** What to produce **
If a line in the records contains the string "StudyState", show that line.

** Data for review **
○ ○ ○ ○ ○
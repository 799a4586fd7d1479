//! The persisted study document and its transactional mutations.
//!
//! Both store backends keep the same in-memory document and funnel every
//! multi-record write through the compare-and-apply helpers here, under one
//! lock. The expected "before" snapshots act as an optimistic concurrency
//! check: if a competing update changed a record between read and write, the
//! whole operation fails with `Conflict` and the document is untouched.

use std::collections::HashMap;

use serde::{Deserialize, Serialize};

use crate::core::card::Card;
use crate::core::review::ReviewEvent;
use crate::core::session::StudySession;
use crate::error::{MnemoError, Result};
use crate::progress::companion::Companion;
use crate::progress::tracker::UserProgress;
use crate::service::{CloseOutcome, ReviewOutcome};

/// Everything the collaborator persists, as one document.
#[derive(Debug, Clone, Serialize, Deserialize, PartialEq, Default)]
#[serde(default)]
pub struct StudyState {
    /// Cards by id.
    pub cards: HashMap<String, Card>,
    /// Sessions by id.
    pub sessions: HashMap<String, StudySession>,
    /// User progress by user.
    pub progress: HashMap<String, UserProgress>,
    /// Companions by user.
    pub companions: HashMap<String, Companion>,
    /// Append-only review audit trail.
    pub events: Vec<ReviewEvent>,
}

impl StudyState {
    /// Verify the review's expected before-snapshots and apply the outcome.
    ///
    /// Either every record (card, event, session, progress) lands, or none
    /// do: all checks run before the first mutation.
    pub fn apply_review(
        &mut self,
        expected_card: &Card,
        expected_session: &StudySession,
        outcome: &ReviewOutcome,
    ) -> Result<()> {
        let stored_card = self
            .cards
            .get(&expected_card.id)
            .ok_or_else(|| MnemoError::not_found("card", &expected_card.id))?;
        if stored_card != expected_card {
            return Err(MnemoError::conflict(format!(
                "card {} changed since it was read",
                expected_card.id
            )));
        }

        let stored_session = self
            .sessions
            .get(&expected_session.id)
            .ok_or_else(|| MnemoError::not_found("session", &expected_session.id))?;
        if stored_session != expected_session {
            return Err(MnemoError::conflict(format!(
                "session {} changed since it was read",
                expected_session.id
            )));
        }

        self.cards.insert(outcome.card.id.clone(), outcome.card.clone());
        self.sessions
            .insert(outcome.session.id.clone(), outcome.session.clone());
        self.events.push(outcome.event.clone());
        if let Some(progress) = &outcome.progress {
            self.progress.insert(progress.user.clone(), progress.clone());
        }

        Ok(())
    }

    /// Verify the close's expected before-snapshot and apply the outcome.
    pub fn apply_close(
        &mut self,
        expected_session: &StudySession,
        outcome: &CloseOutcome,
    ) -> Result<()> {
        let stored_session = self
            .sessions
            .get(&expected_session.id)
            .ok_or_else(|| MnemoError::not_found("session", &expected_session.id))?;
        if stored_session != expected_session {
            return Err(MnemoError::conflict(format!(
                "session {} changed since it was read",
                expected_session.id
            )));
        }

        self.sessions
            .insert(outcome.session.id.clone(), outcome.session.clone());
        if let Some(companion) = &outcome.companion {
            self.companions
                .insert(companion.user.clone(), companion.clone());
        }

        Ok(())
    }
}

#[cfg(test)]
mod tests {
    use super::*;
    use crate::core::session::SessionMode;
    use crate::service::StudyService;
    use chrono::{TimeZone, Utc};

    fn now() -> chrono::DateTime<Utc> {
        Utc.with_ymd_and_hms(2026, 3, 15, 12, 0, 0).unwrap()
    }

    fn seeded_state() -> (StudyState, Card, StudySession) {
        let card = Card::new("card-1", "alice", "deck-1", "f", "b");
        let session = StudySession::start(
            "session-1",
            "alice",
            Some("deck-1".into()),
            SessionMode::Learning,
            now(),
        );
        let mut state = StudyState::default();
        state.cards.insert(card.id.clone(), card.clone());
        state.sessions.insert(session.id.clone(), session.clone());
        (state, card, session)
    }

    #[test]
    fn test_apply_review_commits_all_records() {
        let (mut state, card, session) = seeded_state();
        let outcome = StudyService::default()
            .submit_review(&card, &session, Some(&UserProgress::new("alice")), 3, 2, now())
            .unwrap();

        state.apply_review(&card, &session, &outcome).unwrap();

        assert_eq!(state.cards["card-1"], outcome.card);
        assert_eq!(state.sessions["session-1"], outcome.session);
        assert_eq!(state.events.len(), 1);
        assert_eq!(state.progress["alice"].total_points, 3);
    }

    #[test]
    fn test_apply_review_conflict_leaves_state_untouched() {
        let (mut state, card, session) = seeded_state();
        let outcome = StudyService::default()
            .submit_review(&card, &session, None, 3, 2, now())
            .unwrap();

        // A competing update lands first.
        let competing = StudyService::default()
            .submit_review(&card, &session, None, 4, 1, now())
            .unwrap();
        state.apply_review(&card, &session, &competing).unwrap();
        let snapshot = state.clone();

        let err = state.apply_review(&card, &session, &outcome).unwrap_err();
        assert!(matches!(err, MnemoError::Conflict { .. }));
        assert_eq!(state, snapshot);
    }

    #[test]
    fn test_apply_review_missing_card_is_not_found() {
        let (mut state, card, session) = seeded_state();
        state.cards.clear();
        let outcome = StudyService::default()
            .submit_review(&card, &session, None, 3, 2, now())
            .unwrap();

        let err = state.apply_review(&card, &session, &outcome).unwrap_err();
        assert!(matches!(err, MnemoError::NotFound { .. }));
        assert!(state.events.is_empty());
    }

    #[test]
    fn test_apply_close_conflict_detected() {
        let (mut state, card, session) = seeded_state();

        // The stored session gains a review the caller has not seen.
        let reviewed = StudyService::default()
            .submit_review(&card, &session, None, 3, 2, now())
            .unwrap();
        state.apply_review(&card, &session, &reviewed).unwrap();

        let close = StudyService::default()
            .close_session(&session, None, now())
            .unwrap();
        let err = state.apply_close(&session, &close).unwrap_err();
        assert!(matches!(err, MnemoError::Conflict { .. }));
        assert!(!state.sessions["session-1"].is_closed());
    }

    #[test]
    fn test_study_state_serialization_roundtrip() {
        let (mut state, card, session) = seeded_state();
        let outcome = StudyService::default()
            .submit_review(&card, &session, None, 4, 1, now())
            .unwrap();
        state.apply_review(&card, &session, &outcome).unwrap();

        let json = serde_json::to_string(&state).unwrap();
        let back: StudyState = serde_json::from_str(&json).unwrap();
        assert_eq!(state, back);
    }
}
○ ○ ○ ○ ○
** Solution to the exercise **
pub struct StudyState {
impl StudyState {
    fn seeded_state() -> (StudyState, Card, StudySession) {
        let mut state = StudyState::default();
        let back: StudyState = serde_json::from_str(&json).unwrap();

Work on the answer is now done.